*Assignment*.
Nothing may be left out or changed. Print every entry.

▬▬▬▬▬▬

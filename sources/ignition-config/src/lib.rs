/*!
# Introduction

ignition-config assembles the first-boot Ignition configs that cluster nodes consume before any
cluster software runs.

A [`Document`] collects files, users, systemd units, trust anchors and references to remote
configs, and renders them in the wire format of one Ignition spec generation.
The library can:
* Embed file contents as `data:` URLs, and read them back.
* Split a concatenated PEM bundle into one trust anchor per certificate.
* Build pointer configs, which fetch the real config from the machine config server.
* Build shim configs, which fetch the bootstrap config from an endpoint secured by a private CA.
* Refuse to render a config that is too large to pass as instance user data.
* Inject the install record into a rendered bootstrap config.
* Wrap configs in role-scoped `MachineConfig` manifests.

# Generations

Both the 2.x ([`V2`]) and 3.x ([`V3`]) wire formats are always available.
The build selects one as [`Current`], using the `IGNITION_GENERATION` environment variable read
by `build.rs`; it defaults to `v2`.
*/

#![deny(rust_2018_idioms)]

#[macro_use]
extern crate log;

pub mod dataurl;
pub mod document;
mod error;
pub mod file;
pub mod install_info;
pub mod machine_config;
pub mod merge;
pub mod model;
pub mod pointer;
pub mod schema;
pub mod size;
pub mod systemd;
pub mod trust_bundle;

pub use document::{Document, ADMIN_USER};
pub use error::{Error, Result};
pub use ignition_generation::Generation;
pub use schema::{Schema, V2, V3};

/// The schema selected at build time.
#[cfg(not(ignition_generation = "v3"))]
pub type Current = V2;

/// The schema selected at build time.
#[cfg(ignition_generation = "v3")]
pub type Current = V3;

/// A document rendered with the schema selected at build time.
pub type Config = Document<Current>;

▬▬▬▬▬▬

*Problem solution*.
filename sources/ignition-config/src/lib.rs
/*!
# Introduction

ignition-config assembles the first-boot Ignition configs that cluster nodes consume before any
cluster software runs.

A [`Document`] collects files, users, systemd units, trust anchors and references to remote
configs, and renders them in the wire format of one Ignition spec generation.
The library can:
* Embed file contents as `data:` URLs, and read them back.
* Split a concatenated PEM bundle into one trust anchor per certificate.
* Build pointer configs, which fetch the real config from the machine config server.
* Build shim configs, which fetch the bootstrap config from an endpoint secured by a private CA.
* Refuse to render a config that is too large to pass as instance user data.
* Inject the install record into a rendered bootstrap config.
* Wrap configs in role-scoped `MachineConfig` manifests.

# Generations

Both the 2.x ([`V2`]) and 3.x ([`V3`]) wire formats are always available.
The build selects one as [`Current`], using the `IGNITION_GENERATION` environment variable read
by `build.rs`; it defaults to `v2`.
*/

#![deny(rust_2018_idioms)]

#[macro_use]
extern crate log;

pub mod dataurl;
pub mod document;
mod error;
pub mod file;
pub mod install_info;
pub mod machine_config;
pub mod merge;
pub mod model;
pub mod pointer;
pub mod schema;
pub mod size;
pub mod systemd;
pub mod trust_bundle;

pub use document::{Document, ADMIN_USER};
pub use error::{Error, Result};
pub use ignition_generation::Generation;
pub use schema::{Schema, V2, V3};

/// The schema selected at build time.
#[cfg(not(ignition_generation = "v3"))]
pub type Current = V2;

/// The schema selected at build time.
#[cfg(ignition_generation = "v3")]
pub type Current = V3;

/// A document rendered with the schema selected at build time.
pub type Config = Document<Current>;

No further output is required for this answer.